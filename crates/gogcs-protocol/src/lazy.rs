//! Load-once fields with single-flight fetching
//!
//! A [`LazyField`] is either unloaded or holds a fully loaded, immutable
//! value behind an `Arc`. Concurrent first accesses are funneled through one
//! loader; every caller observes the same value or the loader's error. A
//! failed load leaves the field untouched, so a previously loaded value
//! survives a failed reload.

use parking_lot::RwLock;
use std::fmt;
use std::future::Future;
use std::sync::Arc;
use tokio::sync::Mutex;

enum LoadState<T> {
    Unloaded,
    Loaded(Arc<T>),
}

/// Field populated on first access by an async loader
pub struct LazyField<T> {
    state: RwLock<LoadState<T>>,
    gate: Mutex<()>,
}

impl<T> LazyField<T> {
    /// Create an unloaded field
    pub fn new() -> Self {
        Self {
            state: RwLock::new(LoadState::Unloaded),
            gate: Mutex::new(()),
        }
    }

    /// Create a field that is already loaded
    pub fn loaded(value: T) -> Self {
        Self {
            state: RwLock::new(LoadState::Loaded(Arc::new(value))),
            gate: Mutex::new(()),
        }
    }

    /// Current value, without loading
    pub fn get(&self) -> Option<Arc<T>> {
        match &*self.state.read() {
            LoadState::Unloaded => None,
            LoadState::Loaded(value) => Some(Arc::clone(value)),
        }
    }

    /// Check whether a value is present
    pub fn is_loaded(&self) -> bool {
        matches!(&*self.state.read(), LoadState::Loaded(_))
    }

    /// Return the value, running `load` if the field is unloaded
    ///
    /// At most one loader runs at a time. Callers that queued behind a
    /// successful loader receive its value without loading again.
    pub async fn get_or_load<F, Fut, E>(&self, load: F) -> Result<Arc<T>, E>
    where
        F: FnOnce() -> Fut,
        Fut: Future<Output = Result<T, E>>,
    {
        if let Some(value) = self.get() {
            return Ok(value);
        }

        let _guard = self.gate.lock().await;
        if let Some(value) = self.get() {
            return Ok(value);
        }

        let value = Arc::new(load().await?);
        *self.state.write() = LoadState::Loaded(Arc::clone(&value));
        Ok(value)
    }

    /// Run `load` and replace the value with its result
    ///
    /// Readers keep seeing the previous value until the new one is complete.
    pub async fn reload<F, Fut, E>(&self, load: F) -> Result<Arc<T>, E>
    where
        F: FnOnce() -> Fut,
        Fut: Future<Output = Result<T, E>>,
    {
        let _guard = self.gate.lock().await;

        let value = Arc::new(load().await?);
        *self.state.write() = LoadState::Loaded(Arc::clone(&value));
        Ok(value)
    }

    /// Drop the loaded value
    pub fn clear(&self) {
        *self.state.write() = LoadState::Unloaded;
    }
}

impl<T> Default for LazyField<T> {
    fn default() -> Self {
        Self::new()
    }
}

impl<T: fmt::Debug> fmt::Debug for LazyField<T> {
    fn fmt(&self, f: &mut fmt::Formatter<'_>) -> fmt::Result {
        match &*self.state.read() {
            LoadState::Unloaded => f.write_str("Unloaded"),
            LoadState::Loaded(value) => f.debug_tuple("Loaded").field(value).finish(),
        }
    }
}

_____

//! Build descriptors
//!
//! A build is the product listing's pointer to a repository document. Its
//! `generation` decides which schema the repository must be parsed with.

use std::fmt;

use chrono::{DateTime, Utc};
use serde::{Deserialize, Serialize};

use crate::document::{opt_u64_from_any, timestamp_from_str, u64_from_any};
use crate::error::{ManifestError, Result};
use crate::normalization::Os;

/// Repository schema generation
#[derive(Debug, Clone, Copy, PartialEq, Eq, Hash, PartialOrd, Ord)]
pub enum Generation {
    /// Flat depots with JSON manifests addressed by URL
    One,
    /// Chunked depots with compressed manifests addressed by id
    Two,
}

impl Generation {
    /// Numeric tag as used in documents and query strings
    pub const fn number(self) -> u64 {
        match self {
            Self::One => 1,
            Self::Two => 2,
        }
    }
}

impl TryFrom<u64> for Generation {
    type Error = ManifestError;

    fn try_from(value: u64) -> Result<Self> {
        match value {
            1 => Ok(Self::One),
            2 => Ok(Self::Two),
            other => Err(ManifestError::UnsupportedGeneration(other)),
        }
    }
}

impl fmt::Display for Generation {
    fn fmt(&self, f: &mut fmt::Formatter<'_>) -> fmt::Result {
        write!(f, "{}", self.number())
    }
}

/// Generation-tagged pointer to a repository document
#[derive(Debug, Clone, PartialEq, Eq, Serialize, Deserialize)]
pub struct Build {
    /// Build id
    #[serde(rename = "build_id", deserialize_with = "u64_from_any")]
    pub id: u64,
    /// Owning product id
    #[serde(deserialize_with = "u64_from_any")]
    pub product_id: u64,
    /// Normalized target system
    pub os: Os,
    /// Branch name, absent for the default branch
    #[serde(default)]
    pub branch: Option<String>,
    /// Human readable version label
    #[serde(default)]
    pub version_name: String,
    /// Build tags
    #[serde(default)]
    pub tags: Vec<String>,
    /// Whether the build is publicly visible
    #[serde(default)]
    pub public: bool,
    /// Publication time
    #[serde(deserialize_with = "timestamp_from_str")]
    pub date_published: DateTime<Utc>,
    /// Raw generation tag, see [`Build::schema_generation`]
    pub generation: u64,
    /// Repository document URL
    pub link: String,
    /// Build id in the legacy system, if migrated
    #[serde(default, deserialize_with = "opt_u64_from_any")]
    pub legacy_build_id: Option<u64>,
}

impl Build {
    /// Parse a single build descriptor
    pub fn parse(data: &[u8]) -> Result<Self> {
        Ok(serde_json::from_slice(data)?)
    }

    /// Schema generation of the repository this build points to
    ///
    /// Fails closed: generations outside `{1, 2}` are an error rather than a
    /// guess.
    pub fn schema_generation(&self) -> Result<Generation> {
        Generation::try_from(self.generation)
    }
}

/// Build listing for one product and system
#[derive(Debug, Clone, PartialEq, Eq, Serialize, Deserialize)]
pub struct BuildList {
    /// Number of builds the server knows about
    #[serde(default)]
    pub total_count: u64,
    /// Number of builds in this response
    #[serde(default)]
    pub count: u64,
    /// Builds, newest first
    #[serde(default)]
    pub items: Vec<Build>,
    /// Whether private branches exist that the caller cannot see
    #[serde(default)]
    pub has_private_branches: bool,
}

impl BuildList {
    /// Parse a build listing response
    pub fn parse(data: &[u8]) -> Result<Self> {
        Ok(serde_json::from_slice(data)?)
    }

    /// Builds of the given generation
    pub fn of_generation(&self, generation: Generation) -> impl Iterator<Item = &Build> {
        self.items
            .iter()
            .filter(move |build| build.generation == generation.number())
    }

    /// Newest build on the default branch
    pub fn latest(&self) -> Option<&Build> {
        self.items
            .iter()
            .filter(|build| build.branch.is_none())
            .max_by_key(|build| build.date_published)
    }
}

_____

Exercise goal:
In the entries above, identify every line with the string "response".

Answer to this task:
    /// Number of builds in this response
    /// Parse a build listing response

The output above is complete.